Using the panic situation, the latest pricing announcement makes it clear that the company is looking to earn a greater margin on the vaccine, originally developed by AstraZeneca-Oxford University through 97% public funding by the UK government and EU.

SII had earlier announced that it would want to sell Covishield at Rs 1,000 per dose in the private market.

Perhaps it could not do it in one go but is clearly looking to maximise its profit, with the Centre succumbing under the pressure.

By allowing manufacturers to set their own prices, the country loses the ability of bulk procurement and price negotiations to get the most cost-effective deal.

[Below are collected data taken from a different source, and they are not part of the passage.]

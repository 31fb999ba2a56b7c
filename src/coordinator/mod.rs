//! Request coordinator: cache, in-flight deduplication, rate governor
//!
//! Every outbound provider call goes through here. Concurrent callers with
//! the same cache key collapse into one upstream request (fan-in via a
//! shared future); successful responses populate a TTL cache; failures are
//! never cached. A sliding 60-second window throttles total upstream volume
//! and a per-action minimum interval suppresses keystroke bursts.
//!
//! The coordinator is an explicitly constructed, injectable object. Clones
//! share state, so one instance built in `main` serves every component.

use crate::config::CoordinatorConfig;
use crate::error::{EngineError, EngineResult};
use crate::metrics;

use dashmap::mapref::entry::Entry;
use dashmap::DashMap;
use futures::future::{BoxFuture, FutureExt, Shared};
use serde_json::Value;
use std::collections::VecDeque;
use std::future::Future;
use std::sync::{Arc, Mutex};
use std::time::Duration;
use tokio::time::Instant;
use tracing::debug;

const RATE_WINDOW: Duration = Duration::from_secs(60);
const SLOT_POLL_INTERVAL: Duration = Duration::from_secs(1);

type SharedFetch = Shared<BoxFuture<'static, Result<Value, Arc<EngineError>>>>;

struct CacheEntry {
    data: Value,
    stored_at: Instant,
    ttl: Duration,
}

impl CacheEntry {
    fn is_fresh(&self) -> bool {
        self.stored_at.elapsed() < self.ttl
    }
}

struct PendingFetch {
    future: SharedFetch,
    started_at: Instant,
}

struct Inner {
    cache: DashMap<String, CacheEntry>,
    pending: DashMap<String, PendingFetch>,
    window: Mutex<VecDeque<Instant>>,
    throttle: DashMap<String, Instant>,
    config: CoordinatorConfig,
}

/// Shared deduplicating cache in front of all upstream providers.
#[derive(Clone)]
pub struct RequestCoordinator {
    inner: Arc<Inner>,
}

impl RequestCoordinator {
    pub fn new(config: CoordinatorConfig) -> Self {
        Self {
            inner: Arc::new(Inner {
                cache: DashMap::new(),
                pending: DashMap::new(),
                window: Mutex::new(VecDeque::new()),
                throttle: DashMap::new(),
                config,
            }),
        }
    }

    /// Cache-or-fetch with fan-in.
    ///
    /// A fresh cache entry resolves immediately. An in-flight request for
    /// the same key younger than the staleness ceiling is joined rather
    /// than duplicated. Otherwise the fetcher runs after a rate-limit slot
    /// is available; its result populates the cache on success and the
    /// pending slot is cleared either way.
    pub async fn dedupe<F, Fut>(&self, key: &str, ttl: Duration, fetcher: F) -> EngineResult<Value>
    where
        F: FnOnce() -> Fut,
        Fut: Future<Output = EngineResult<Value>> + Send + 'static,
    {
        if let Some(data) = self.get_from_cache(key) {
            metrics::record_cache_hit();
            return Ok(data);
        }
        metrics::record_cache_miss();

        let pending_max_age = Duration::from_secs(self.inner.config.pending_max_age_secs);

        if let Some(shared) = self.join_pending(key, pending_max_age) {
            metrics::record_dedupe_fanin();
            return shared.await.map_err(|e| shared_error(&e));
        }

        self.wait_for_slot().await;

        // Re-check under the entry lock: another caller may have dispatched
        // while we waited for a slot.
        let shared = match self.inner.pending.entry(key.to_string()) {
            Entry::Occupied(mut occupied) => {
                if occupied.get().started_at.elapsed() < pending_max_age {
                    metrics::record_dedupe_fanin();
                    occupied.get().future.clone()
                } else {
                    let future = self.dispatch(key, ttl, fetcher);
                    occupied.insert(PendingFetch {
                        future: future.clone(),
                        started_at: Instant::now(),
                    });
                    future
                }
            }
            Entry::Vacant(vacant) => {
                let future = self.dispatch(key, ttl, fetcher);
                vacant.insert(PendingFetch {
                    future: future.clone(),
                    started_at: Instant::now(),
                });
                future
            }
        };

        shared.await.map_err(|e| shared_error(&e))
    }

    fn join_pending(&self, key: &str, max_age: Duration) -> Option<SharedFetch> {
        let pending = self.inner.pending.get(key)?;
        if pending.started_at.elapsed() < max_age {
            Some(pending.future.clone())
        } else {
            None
        }
    }

    fn dispatch<F, Fut>(&self, key: &str, ttl: Duration, fetcher: F) -> SharedFetch
    where
        F: FnOnce() -> Fut,
        Fut: Future<Output = EngineResult<Value>> + Send + 'static,
    {
        self.note_upstream();
        metrics::record_upstream_request();

        let this = self.clone();
        let key = key.to_string();
        let fut = fetcher();

        async move {
            let result = fut.await;
            this.inner.pending.remove(&key);
            match result {
                Ok(data) => {
                    this.set_cache(&key, data.clone(), ttl);
                    Ok(data)
                }
                Err(e) => {
                    debug!("Fetch failed for {}: {}", key, e);
                    Err(Arc::new(e))
                }
            }
        }
        .boxed()
        .shared()
    }

    /// Direct cache read; expired entries are lazily deleted.
    pub fn get_from_cache(&self, key: &str) -> Option<Value> {
        {
            let entry = self.inner.cache.get(key)?;
            if entry.is_fresh() {
                return Some(entry.data.clone());
            }
        }
        self.inner.cache.remove_if(key, |_, entry| !entry.is_fresh());
        None
    }

    /// Direct cache write for hydration and force-refresh paths.
    pub fn set_cache(&self, key: &str, data: Value, ttl: Duration) {
        self.inner.cache.insert(
            key.to_string(),
            CacheEntry {
                data,
                stored_at: Instant::now(),
                ttl,
            },
        );
    }

    /// True once the sliding window exceeds the configured share of the
    /// ceiling (default 80% of 40 req/min).
    pub fn is_near_rate_limit(&self) -> bool {
        let mut window = self.inner.window.lock().expect("rate window poisoned");
        prune_window(&mut window);
        let threshold = self.inner.config.rate_limit_per_minute
            * self.inner.config.near_limit_percent
            / 100;
        window.len() as u32 >= threshold
    }

    /// Sleep in 1-second steps until the window has room. Never busy-spins.
    pub async fn wait_for_slot(&self) {
        while self.is_near_rate_limit() {
            metrics::record_rate_limit_wait();
            tokio::time::sleep(SLOT_POLL_INTERVAL).await;
        }
    }

    fn note_upstream(&self) {
        let mut window = self.inner.window.lock().expect("rate window poisoned");
        prune_window(&mut window);
        window.push_back(Instant::now());
    }

    /// Per-action minimum interval, independent of cache freshness.
    pub fn should_throttle(&self, action: &str) -> bool {
        let min_interval = Duration::from_millis(self.inner.config.action_min_interval_ms);
        self.inner
            .throttle
            .get(action)
            .map(|last| last.elapsed() < min_interval)
            .unwrap_or(false)
    }

    /// Stamp the action for the interval throttle.
    pub fn record_request(&self, action: &str) {
        self.inner.throttle.insert(action.to_string(), Instant::now());
    }

    /// Drop every cache entry whose key starts with the prefix. Used after
    /// slippage or wallet-address changes.
    pub fn invalidate_prefix(&self, prefix: &str) {
        self.inner.cache.retain(|key, _| !key.starts_with(prefix));
    }

    pub fn clear_cache(&self) {
        self.inner.cache.clear();
    }

    pub fn config(&self) -> &CoordinatorConfig {
        &self.inner.config
    }
}

fn prune_window(window: &mut VecDeque<Instant>) {
    while let Some(front) = window.front() {
        if front.elapsed() >= RATE_WINDOW {
            window.pop_front();
        } else {
            break;
        }
    }
}

/// A fanned-in caller gets the same failure the dispatcher saw. Variants
/// carrying non-clonable sources collapse to their message text.
fn shared_error(error: &EngineError) -> EngineError {
    match error {
        EngineError::RateLimited => EngineError::RateLimited,
        EngineError::NoRoute => EngineError::NoRoute,
        EngineError::AmountTooSmall => EngineError::AmountTooSmall,
        EngineError::Network(msg) => EngineError::Network(msg.clone()),
        EngineError::Provider(msg) => EngineError::Provider(msg.clone()),
        EngineError::Timeout { operation } => EngineError::Timeout {
            operation: operation.clone(),
        },
        other => EngineError::Internal(other.to_string()),
    }
}

/// Canonical cache keys. Every caller that wants fan-in must build keys
/// through these so identical requests collide.
pub mod keys {
    pub fn quote_key(
        chain_id: u64,
        from: &str,
        to: &str,
        amount_base: &str,
        slippage_bps: u32,
    ) -> String {
        format!("quote:{}:{}:{}:{}:{}", chain_id, from, to, amount_base, slippage_bps)
    }

    pub fn cross_chain_quote_key(
        from_chain: u64,
        to_chain: u64,
        from: &str,
        to: &str,
        amount_base: &str,
        slippage_bps: u32,
    ) -> String {
        format!(
            "xquote:{}:{}:{}:{}:{}:{}",
            from_chain, to_chain, from, to, amount_base, slippage_bps
        )
    }

    pub fn price_key(chain_id: u64, token_address: &str) -> String {
        format!("price:{}:{}", chain_id, token_address)
    }

    pub fn token_list_key(chain_id: u64) -> String {
        format!("tokens:{}", chain_id)
    }

    pub fn balance_key(chain_id: u64, wallet: &str) -> String {
        format!("balance:{}:{}", chain_id, wallet)
    }
}

#[cfg(test)]
mod tests {
    use super::*;
    use serde_json::json;
    use std::sync::atomic::{AtomicUsize, Ordering};

    fn coordinator() -> RequestCoordinator {
        RequestCoordinator::new(CoordinatorConfig::default())
    }

    #[tokio::test(start_paused = true)]
    async fn dedupe_fans_in_concurrent_callers() {
        let coordinator = coordinator();
        let calls = Arc::new(AtomicUsize::new(0));

        let mut handles = Vec::new();
        for _ in 0..5 {
            let coordinator = coordinator.clone();
            let calls = calls.clone();
            handles.push(tokio::spawn(async move {
                coordinator
                    .dedupe("k", Duration::from_secs(20), move || async move {
                        calls.fetch_add(1, Ordering::SeqCst);
                        tokio::time::sleep(Duration::from_millis(50)).await;
                        Ok(json!({"v": 42}))
                    })
                    .await
            }));
        }

        for handle in handles {
            let value = handle.await.unwrap().unwrap();
            assert_eq!(value["v"], 42);
        }
        assert_eq!(calls.load(Ordering::SeqCst), 1);
    }

    #[tokio::test(start_paused = true)]
    async fn cache_respects_ttl_boundary() {
        let coordinator = coordinator();
        coordinator.set_cache("k", json!(1), Duration::from_secs(10));

        tokio::time::advance(Duration::from_secs(9)).await;
        assert_eq!(coordinator.get_from_cache("k"), Some(json!(1)));

        tokio::time::advance(Duration::from_secs(2)).await;
        assert_eq!(coordinator.get_from_cache("k"), None);
    }

    #[tokio::test(start_paused = true)]
    async fn failures_are_never_cached() {
        let coordinator = coordinator();
        let calls = Arc::new(AtomicUsize::new(0));

        for _ in 0..2 {
            let calls = calls.clone();
            let result = coordinator
                .dedupe("k", Duration::from_secs(20), move || async move {
                    calls.fetch_add(1, Ordering::SeqCst);
                    Err(EngineError::Network("boom".into()))
                })
                .await;
            assert!(result.is_err());
        }

        // Second call re-invoked the fetcher: the failure left no entry
        assert_eq!(calls.load(Ordering::SeqCst), 2);
        assert_eq!(coordinator.get_from_cache("k"), None);
    }

    #[tokio::test(start_paused = true)]
    async fn fanned_in_callers_see_the_same_error_category() {
        let coordinator = coordinator();

        let a = {
            let coordinator = coordinator.clone();
            tokio::spawn(async move {
                coordinator
                    .dedupe("k", Duration::from_secs(20), || async {
                        tokio::time::sleep(Duration::from_millis(10)).await;
                        Err(EngineError::RateLimited)
                    })
                    .await
            })
        };
        let b = {
            let coordinator = coordinator.clone();
            tokio::spawn(async move {
                coordinator
                    .dedupe("k", Duration::from_secs(20), || async {
                        Err(EngineError::Network("unused".into()))
                    })
                    .await
            })
        };

        assert!(matches!(a.await.unwrap(), Err(EngineError::RateLimited)));
        assert!(matches!(b.await.unwrap(), Err(EngineError::RateLimited)));
    }

    #[tokio::test(start_paused = true)]
    async fn rate_window_trips_and_resets() {
        let coordinator = coordinator();

        // 32 of 40 requests is the 80% threshold
        for i in 0..32 {
            let key = format!("k{}", i);
            coordinator
                .dedupe(&key, Duration::from_secs(1), || async { Ok(json!(0)) })
                .await
                .unwrap();
        }
        assert!(coordinator.is_near_rate_limit());

        tokio::time::advance(Duration::from_secs(61)).await;
        assert!(!coordinator.is_near_rate_limit());
    }

    #[tokio::test(start_paused = true)]
    async fn action_throttle_has_minimum_interval() {
        let coordinator = coordinator();

        assert!(!coordinator.should_throttle("route-fetch"));
        coordinator.record_request("route-fetch");
        assert!(coordinator.should_throttle("route-fetch"));

        tokio::time::advance(Duration::from_millis(600)).await;
        assert!(!coordinator.should_throttle("route-fetch"));
    }

    #[tokio::test(start_paused = true)]
    async fn invalidate_prefix_is_selective() {
        let coordinator = coordinator();
        coordinator.set_cache("quote:1:a", json!(1), Duration::from_secs(60));
        coordinator.set_cache("quote:1:b", json!(2), Duration::from_secs(60));
        coordinator.set_cache("price:1:a", json!(3), Duration::from_secs(60));

        coordinator.invalidate_prefix("quote:");

        assert_eq!(coordinator.get_from_cache("quote:1:a"), None);
        assert_eq!(coordinator.get_from_cache("quote:1:b"), None);
        assert_eq!(coordinator.get_from_cache("price:1:a"), Some(json!(3)));
    }
}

New procurement policy glosses over the cash injection that Indian taxpayer has made into the two main vaccine manufacturers—the other one being Bharat Biotech.
 Finance Minister Nirmala Sitharaman announced government fund support to the tune of Rs 3000 crores to SII and Rs 1575 Rs crores to Bharat Biotech. But government is not taking any urgent steps to acquire vaccines from major producers nor is it pressurizing the Indian companies to increase production and to collaborate with other Indian manufacturers. This is perhaps because many of them are PSUs. India will not be able to get doses from Moderna and Pfizer simply because of its laxity in pitting orders and falling far behind in the Q, besides the fact that they also are reluctant about it for profit margins. Govt recently “took stock” of Bharat Biotech’s application to WHO for clearance for Covaxin, with 90 percent documents submitted, the rest to be submitted in June. Govt is tight-lipped on the precise steps being taken. There is a demand for involving more Indian companies including PSUs in vaccine production, but govt again refuses to commit. Is it waiting for Adani to fill the gap?!

 Fight shifts to democratization of world order, primarily of Covid field.